Сказать мне было решительно нечего. Всякое слово вышло бы либо глупым, либо лживым.
— И вот тогда я и решил, — сказал Ермаков.
— Бежать?
— Не бежать. — Он поднял на меня глаза, и в них наконец появилось что-то живое, злое и упрямое. — Бежать я и раньше мог. Куда убежишь? Поймают да выпорют, и всё.
— Тогда что?
— Стать таким, чтоб нельзя было.
Он сказал это, и я понял, что ничего не понял.
— Как это нельзя?
— А вот так, вашбродь. — Он подался вперёд. — Барину моя спина принадлежит. Он её купил вместе со мной, ещё до того, как я родился. Он с ней что хочет, то и делает, и никто ему слова не скажет, потому что по закону так и есть. — Он перевёл дыхание. — А матроса пороть нельзя ни за что ни про что. Матрос государев. Его и высечь могут, да только по суду и за вину, а не оттого, что барин с утра не в духе. Он присягу дал. У него служба, у него жалованье, у него имя в списке записано.

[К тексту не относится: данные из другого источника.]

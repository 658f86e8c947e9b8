//! Replication Module
//!
//! Contract between a partition's state machine and the replication engine
//! that orders its log. The engine calls into the [`StateMachine`] once per
//! committed entry; the state machine calls back into the engine through
//! [`ReplicationEngine`] to propose entries and release log prefixes.

mod local;

pub use local::LocalReplicator;

use crate::error::{Error, Result};

/// Encoded snapshot records streamed between replicas
pub type SnapshotIter = Box<dyn Iterator<Item = Result<Vec<u8>>> + Send>;

/// Callbacks the replication engine drives, always from one thread at a time
pub trait StateMachine: Send + 'static {
    /// Per-entry result handed back to the proposer
    type Response: Send + 'static;

    /// Apply one committed entry at `index`
    fn apply(&mut self, data: &[u8], index: u64) -> Result<Self::Response>;

    /// Point-in-time snapshot for a lagging peer
    fn snapshot(&self) -> Result<SnapshotIter>;

    /// Replace the whole state with a snapshot received from a peer
    fn apply_snapshot(&mut self, peers: &[String], records: SnapshotIter) -> Result<()>;

    /// Leadership moved; `leader` is the new leader address, if any
    fn handle_leader_change(&mut self, leader: Option<&str>);

    /// The engine hit an unrecoverable error for this group
    fn handle_fatal(&mut self, err: &Error);

    /// Index of the last applied entry
    fn applied_index(&self) -> u64;
}

/// Calls a state machine makes into its replication engine
#[async_trait::async_trait]
pub trait ReplicationEngine<R>: Send + Sync {
    /// Propose an entry and wait until it is applied locally
    async fn submit(&self, data: Vec<u8>) -> Result<R>;

    /// Entries up to and including `index` are covered by a snapshot
    fn truncate(&self, index: u64);

    /// Check if this node currently leads the group
    fn is_leader(&self) -> bool;

    /// Address of the current leader, if known
    fn leader(&self) -> Option<String>;
}
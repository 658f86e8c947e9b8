//! WolfMeta - Replicated Metadata Partitions for a Distributed Filesystem
//!
//! The metadata tier of a sharded filesystem: inodes and directory entries
//! are split into partitions by inode range, each partition is a replicated
//! state machine, and clients route every request to the partition that
//! owns the inode involved.
//!
//! # Architecture
//!
//! A metanode hosts many partitions. Each one keeps its inode and dentry
//! trees in memory, applies committed log entries in order, and
//! periodically persists a checksummed snapshot. Clients hold an atomically
//! swapped partition map fetched from the control plane and spread new
//! inodes across writable partitions.
//!
//! # Features
//!
//! - Copy-on-write inode and dentry trees with O(1) structural clones
//! - Ordered, idempotent apply with a durable watermark
//! - Crash-safe snapshot swap with CRC signatures and recovery
//! - Binary packet protocol with per-request deadlines
//! - Client router with lock-free map refresh and write-target rotation
//! - HTTP API for partition inspection

pub mod api;
pub mod client;
pub mod config;
pub mod error;
pub mod metadata;
pub mod network;
pub mod proto;
pub mod replication;
pub mod tree;

pub use config::WolfMetaConfig;
pub use error::{Error, Result};

/// Re-export commonly used types
pub mod prelude {
    pub use crate::client::{MetaClient, Partition, PartitionRouter};
    pub use crate::config::WolfMetaConfig;
    pub use crate::error::{Error, Result};
    pub use crate::metadata::{Dentry, Inode, MetaPartition, MetadataManager};
    pub use crate::network::{MetaServer, NetworkClient};
    pub use crate::proto::{OpCode, Packet, Status};
}
//! Data loader: raw source rows to a typed, normalized job table.

use serde::Serialize;
use tracing::{debug, warn};

use crate::backend::Backend;
use crate::error::Result;
use crate::input::{RawTable, SourceMetadata};
use crate::schema::{ColumnKind, ColumnSchema, JobTable, Value, FAVORITE};

/// A user-facing message shown as a transient banner.
#[derive(Debug, Clone, PartialEq, Eq, Serialize)]
pub struct Notice {
    pub level: NoticeLevel,
    pub message: String,
}

#[derive(Debug, Clone, Copy, PartialEq, Eq, Serialize)]
#[serde(rename_all = "snake_case")]
pub enum NoticeLevel {
    Success,
    Warning,
    Error,
}

impl Notice {
    pub fn success(message: impl Into<String>) -> Self {
        Self {
            level: NoticeLevel::Success,
            message: message.into(),
        }
    }

    pub fn warning(message: impl Into<String>) -> Self {
        Self {
            level: NoticeLevel::Warning,
            message: message.into(),
        }
    }

    pub fn error(message: impl Into<String>) -> Self {
        Self {
            level: NoticeLevel::Error,
            message: message.into(),
        }
    }
}

/// Result of a load that never fails.
#[derive(Debug, Clone)]
pub struct Loaded {
    pub table: JobTable,
    /// Present when the source was read successfully.
    pub metadata: Option<SourceMetadata>,
    /// Present when loading failed and the table is empty.
    pub notice: Option<Notice>,
}

/// Loads the job table from a backend fixed at construction.
pub struct Loader {
    backend: Box<dyn Backend>,
}

impl Loader {
    pub fn new(backend: impl Backend + 'static) -> Self {
        Self {
            backend: Box::new(backend),
        }
    }

    pub fn from_boxed(backend: Box<dyn Backend>) -> Self {
        Self { backend }
    }

    pub fn backend(&self) -> &dyn Backend {
        self.backend.as_ref()
    }

    /// Read and normalize, propagating any failure.
    pub fn try_load(&self) -> Result<(JobTable, SourceMetadata)> {
        let (raw, metadata) = self.backend.read()?;
        let table = normalize(&raw);
        debug!(
            source = %self.backend.describe(),
            rows = table.row_count(),
            columns = table.column_count(),
            "loaded source"
        );
        Ok((table, metadata))
    }

    /// Read and normalize; any failure becomes an error notice and an empty table.
    pub fn load(&self) -> Loaded {
        match self.try_load() {
            Ok((table, metadata)) => Loaded {
                table,
                metadata: Some(metadata),
                notice: None,
            },
            Err(e) => {
                warn!(source = %self.backend.describe(), error = %e, "failed to load source");
                Loaded {
                    table: JobTable::empty(),
                    metadata: None,
                    notice: Some(Notice::error(format!("Error loading file: {}", e))),
                }
            }
        }
    }
}

/// Type the raw table and move or insert the favorite flag as the first column.
///
/// A raw table without headers normalizes to an empty table.
pub fn normalize(raw: &RawTable) -> JobTable {
    if raw.column_count() == 0 {
        return JobTable::empty();
    }

    let favorite_at = raw.column_index(FAVORITE);
    let order: Vec<Option<usize>> = std::iter::once(favorite_at)
        .chain(
            (0..raw.column_count())
                .filter(|&i| Some(i) != favorite_at)
                .map(Some),
        )
        .collect();

    let columns = order
        .iter()
        .map(|slot| match slot {
            Some(i) => {
                let name = &raw.headers[*i];
                ColumnSchema::new(name.clone(), ColumnKind::for_column(name))
            }
            None => ColumnSchema::new(FAVORITE, ColumnKind::Boolean),
        })
        .collect();

    let mut table = JobTable::new(columns);
    for raw_row in &raw.rows {
        let cells = order
            .iter()
            .zip(&table.columns)
            .map(|(slot, column)| match slot {
                Some(i) => Value::parse(column.kind, raw_row.get(*i).map_or("", |s| s.as_str())),
                None => Value::Bool(false),
            })
            .collect();
        table.push_row(cells);
    }
    table
}
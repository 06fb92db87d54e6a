//! Error types for the jobdash library.

use std::path::PathBuf;
use thiserror::Error;

/// Main error type for jobdash operations.
#[derive(Debug, Error)]
pub enum DashError {
    /// Error reading or accessing a file.
    #[error("IO error for '{path}': {source}")]
    Io {
        path: PathBuf,
        #[source]
        source: std::io::Error,
    },

    /// Error from the CSV library.
    #[error("CSV error: {0}")]
    Csv(#[from] csv::Error),

    /// Neither the primary nor the fallback encoding could decode the file.
    #[error("Could not decode '{path}' as {encoding}")]
    Decode { path: PathBuf, encoding: String },

    /// Empty file or no columns to load.
    #[error("Empty data: {0}")]
    EmptyData(String),

    /// Configuration error.
    #[error("Configuration error: {0}")]
    Config(String),

    /// Spreadsheet credentials missing or unreadable.
    #[error("Credentials error: {0}")]
    Credentials(String),

    /// The spreadsheet API rejected a request.
    #[error("Spreadsheet API error ({status}): {message}")]
    Sheets { status: u16, message: String },

    /// Transport-level HTTP failure.
    #[error("HTTP error: {0}")]
    Http(#[from] reqwest::Error),

    /// JSON serialization/deserialization error.
    #[error("JSON error: {0}")]
    Json(#[from] serde_json::Error),

    /// Writing edits back to the source failed.
    #[error("Persistence error: {0}")]
    Persistence(String),
}

/// Result type alias for jobdash operations.
pub type Result<T> = std::result::Result<T, DashError>;
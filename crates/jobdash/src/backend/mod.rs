//! Data sources a dashboard can load from and write edits back to.

mod file;
mod sheet;

pub use file::{write_csv, write_table, FileBackend};
pub use sheet::SheetBackend;

use crate::edit::EditSink;
use crate::error::Result;
use crate::input::{RawTable, SourceMetadata};

/// Something a raw table can be read from.
pub trait DataSource {
    /// Human-readable location for messages and logs.
    fn describe(&self) -> String;

    /// Read the raw header and rows.
    fn read(&self) -> Result<(RawTable, SourceMetadata)>;
}

/// A readable source that also accepts edits.
pub trait Backend: DataSource + EditSink + Send {}

impl<T: DataSource + EditSink + Send> Backend for T {}
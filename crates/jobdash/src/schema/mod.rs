//! Typed table model and column type tags.

mod table;
mod types;

pub use table::{ColumnSchema, JobTable, Row, Value};
pub use types::{
    ColumnKind, Widget, BID_DATE, DATE_COLUMNS, DATE_FORMAT, FAVORITE, LAST_UPDATED,
    PROJECT_VALUE, START_DATE,
};
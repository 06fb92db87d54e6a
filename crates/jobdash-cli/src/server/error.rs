//! API error types and handling.

use axum::{
    extract::rejection::JsonRejection,
    http::StatusCode,
    response::{IntoResponse, Response},
    Json,
};
use serde::Serialize;

/// API error type.
#[derive(Debug)]
pub enum ApiError {
    /// Bad request from client.
    BadRequest(String),
    /// Internal server error.
    Internal(String),
}

#[derive(Serialize)]
struct ErrorResponse {
    error: String,
    message: String,
}

impl IntoResponse for ApiError {
    fn into_response(self) -> Response {
        let (status, error, message) = match self {
            ApiError::BadRequest(msg) => (StatusCode::BAD_REQUEST, "bad_request", msg),
            ApiError::Internal(msg) => (StatusCode::INTERNAL_SERVER_ERROR, "internal", msg),
        };

        (
            status,
            Json(ErrorResponse {
                error: error.to_string(),
                message,
            }),
        )
            .into_response()
    }
}

impl From<JsonRejection> for ApiError {
    fn from(rejection: JsonRejection) -> Self {
        ApiError::BadRequest(rejection.body_text())
    }
}

impl std::fmt::Display for ApiError {
    fn fmt(&self, f: &mut std::fmt::Formatter<'_>) -> std::fmt::Result {
        match self {
            ApiError::BadRequest(msg) => write!(f, "Bad request: {}", msg),
            ApiError::Internal(msg) => write!(f, "Internal error: {}", msg),
        }
    }
}

impl std::error::Error for ApiError {}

Я не стал ему говорить, что линьки на флоте гуляют не хуже барских розог и что боцман спрашивать суда не станет. Он и сам это увидит, а может, уже видел. Только разница всё-таки была, и он её нащупал верно. Там его драли за то, что он чей-то. Здесь же могут драть за то, что он плохо служит. И это, как ни поверни, другая жизнь.